■ Assignment
Return exactly the lines below, starting with the one that has "filename src/commands/mod.rs" and going on through the one that has "if let Some(folders)".

■ Records provided
= Beginning of Section =

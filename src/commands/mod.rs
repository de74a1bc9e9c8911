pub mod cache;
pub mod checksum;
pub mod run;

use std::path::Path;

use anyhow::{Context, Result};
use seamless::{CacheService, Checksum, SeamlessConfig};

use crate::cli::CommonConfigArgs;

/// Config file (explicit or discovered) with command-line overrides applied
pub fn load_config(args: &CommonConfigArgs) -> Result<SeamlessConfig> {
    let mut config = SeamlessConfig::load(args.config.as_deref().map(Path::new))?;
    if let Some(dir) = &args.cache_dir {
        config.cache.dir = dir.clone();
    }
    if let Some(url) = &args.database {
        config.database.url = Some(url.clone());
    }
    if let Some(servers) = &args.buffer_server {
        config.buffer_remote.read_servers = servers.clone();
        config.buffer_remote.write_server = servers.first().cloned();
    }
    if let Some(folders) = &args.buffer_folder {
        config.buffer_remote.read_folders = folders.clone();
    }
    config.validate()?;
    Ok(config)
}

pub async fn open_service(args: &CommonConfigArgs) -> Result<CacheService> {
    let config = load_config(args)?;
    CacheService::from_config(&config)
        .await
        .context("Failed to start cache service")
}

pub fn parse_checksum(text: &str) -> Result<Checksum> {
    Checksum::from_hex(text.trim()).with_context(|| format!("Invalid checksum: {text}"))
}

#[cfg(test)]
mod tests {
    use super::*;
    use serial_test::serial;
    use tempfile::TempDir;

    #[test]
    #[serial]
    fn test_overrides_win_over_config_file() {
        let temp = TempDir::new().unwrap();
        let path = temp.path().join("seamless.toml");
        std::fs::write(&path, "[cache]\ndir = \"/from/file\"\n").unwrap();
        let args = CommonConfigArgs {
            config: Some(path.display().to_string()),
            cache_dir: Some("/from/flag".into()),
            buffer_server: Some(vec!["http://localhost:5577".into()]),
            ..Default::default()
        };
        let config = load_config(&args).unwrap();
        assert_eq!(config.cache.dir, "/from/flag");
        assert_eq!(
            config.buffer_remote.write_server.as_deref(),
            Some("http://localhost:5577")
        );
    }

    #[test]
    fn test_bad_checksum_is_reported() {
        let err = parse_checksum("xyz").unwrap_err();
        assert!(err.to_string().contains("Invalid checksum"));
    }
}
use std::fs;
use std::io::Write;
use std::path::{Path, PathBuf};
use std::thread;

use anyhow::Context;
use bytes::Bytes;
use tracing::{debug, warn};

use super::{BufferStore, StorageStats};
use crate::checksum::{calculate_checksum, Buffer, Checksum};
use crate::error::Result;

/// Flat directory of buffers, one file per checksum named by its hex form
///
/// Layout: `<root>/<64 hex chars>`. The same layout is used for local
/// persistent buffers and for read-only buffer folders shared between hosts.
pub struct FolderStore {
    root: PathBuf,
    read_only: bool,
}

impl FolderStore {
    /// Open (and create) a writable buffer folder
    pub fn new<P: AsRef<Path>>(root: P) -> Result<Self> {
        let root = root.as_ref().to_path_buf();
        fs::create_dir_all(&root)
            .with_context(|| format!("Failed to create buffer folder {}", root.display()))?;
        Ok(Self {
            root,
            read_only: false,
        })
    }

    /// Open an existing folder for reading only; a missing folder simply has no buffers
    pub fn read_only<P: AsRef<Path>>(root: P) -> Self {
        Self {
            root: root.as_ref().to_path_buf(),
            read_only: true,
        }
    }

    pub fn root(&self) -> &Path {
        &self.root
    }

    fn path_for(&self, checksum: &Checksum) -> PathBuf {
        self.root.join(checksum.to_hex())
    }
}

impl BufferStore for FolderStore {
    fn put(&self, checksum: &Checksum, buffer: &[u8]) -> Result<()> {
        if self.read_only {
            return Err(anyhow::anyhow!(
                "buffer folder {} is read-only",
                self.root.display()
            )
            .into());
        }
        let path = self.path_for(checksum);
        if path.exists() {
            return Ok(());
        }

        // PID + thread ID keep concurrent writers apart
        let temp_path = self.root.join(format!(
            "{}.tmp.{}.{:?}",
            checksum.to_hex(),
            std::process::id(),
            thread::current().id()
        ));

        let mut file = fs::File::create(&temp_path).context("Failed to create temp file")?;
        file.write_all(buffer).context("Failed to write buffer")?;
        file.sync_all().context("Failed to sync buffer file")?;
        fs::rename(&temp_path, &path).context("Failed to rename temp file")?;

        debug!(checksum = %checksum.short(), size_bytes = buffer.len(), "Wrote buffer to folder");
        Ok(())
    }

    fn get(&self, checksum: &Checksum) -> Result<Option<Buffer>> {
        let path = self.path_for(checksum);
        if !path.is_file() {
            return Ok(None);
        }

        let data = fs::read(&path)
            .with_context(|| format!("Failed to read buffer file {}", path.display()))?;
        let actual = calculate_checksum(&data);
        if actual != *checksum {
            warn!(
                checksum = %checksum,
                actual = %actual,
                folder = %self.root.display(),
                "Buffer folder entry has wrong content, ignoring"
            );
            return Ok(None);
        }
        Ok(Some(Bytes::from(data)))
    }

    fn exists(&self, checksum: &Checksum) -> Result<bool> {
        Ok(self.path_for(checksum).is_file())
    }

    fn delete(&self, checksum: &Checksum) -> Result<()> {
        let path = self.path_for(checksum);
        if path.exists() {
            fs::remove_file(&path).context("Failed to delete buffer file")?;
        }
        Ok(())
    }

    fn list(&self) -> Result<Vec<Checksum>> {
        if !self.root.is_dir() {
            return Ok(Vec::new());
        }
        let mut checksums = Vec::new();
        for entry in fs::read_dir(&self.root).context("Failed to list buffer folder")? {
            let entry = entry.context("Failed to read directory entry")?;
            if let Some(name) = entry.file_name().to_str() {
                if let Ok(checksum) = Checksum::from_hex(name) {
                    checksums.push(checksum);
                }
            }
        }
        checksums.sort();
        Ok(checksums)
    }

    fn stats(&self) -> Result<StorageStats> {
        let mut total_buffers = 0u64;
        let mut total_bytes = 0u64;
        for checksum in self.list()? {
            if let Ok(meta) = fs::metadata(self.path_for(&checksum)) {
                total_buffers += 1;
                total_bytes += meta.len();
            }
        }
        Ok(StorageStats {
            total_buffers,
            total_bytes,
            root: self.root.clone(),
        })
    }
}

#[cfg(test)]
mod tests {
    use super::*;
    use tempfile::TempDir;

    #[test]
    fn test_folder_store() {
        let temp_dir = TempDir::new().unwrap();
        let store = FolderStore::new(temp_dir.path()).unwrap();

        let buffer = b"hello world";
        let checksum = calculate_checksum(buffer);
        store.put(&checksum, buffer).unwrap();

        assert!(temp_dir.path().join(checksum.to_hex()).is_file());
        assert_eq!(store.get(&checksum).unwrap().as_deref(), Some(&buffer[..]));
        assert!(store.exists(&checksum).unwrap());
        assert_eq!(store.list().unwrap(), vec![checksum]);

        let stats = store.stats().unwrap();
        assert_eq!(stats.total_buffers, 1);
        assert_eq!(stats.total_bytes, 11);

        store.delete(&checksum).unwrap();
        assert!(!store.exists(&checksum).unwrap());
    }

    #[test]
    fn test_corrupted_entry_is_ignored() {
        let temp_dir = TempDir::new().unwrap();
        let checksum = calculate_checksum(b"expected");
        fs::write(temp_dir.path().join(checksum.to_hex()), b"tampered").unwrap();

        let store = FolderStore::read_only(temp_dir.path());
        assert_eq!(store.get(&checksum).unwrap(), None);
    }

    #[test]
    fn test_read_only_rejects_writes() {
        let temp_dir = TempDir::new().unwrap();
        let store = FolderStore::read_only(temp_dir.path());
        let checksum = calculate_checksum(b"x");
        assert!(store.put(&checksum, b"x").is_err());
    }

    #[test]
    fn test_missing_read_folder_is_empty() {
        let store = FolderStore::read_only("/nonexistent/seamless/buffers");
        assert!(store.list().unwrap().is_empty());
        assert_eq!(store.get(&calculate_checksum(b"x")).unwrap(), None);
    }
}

= End of Section =
= Beginning of Section =

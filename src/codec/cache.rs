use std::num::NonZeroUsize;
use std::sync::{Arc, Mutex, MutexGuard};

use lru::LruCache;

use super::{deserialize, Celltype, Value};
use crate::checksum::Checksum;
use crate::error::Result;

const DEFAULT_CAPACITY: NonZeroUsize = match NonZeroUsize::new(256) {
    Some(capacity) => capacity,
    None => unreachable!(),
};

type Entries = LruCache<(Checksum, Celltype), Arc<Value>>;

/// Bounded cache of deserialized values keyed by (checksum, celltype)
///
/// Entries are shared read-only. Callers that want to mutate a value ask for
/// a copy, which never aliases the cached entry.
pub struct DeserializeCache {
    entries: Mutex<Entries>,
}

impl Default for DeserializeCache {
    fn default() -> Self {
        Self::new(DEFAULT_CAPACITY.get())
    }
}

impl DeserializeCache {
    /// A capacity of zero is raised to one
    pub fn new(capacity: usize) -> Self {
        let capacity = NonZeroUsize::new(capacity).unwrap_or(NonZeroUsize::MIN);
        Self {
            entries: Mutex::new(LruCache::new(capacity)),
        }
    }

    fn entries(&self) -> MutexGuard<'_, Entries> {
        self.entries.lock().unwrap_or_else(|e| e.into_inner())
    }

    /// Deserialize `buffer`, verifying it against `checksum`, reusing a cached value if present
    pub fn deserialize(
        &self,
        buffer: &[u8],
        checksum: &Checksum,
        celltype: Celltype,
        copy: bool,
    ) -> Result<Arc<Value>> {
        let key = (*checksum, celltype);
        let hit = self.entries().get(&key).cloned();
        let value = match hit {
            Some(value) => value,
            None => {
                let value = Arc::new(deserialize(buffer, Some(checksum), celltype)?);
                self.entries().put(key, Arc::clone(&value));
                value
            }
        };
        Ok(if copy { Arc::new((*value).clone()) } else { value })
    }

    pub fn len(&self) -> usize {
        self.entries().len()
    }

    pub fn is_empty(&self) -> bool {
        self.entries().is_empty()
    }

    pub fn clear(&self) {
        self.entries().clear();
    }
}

= End of Section =

■ Exercise output
filename src/commands/mod.rs
repository de74a1bc9e9c8911
pub mod cache;
pub mod checksum;
pub mod run;

use std::path::Path;

use anyhow::{Context, Result};
use seamless::{CacheService, Checksum, SeamlessConfig};

use crate::cli::CommonConfigArgs;

/// Config file (explicit or discovered) with command-line overrides applied
pub fn load_config(args: &CommonConfigArgs) -> Result<SeamlessConfig> {
    let mut config = SeamlessConfig::load(args.config.as_deref().map(Path::new))?;
    if let Some(dir) = &args.cache_dir {
        config.cache.dir = dir.clone();
    }
    if let Some(url) = &args.database {
        config.database.url = Some(url.clone());
    }
    if let Some(servers) = &args.buffer_server {
        config.buffer_remote.read_servers = servers.clone();
        config.buffer_remote.write_server = servers.first().cloned();
    }
    if let Some(folders) = &args.buffer_folder {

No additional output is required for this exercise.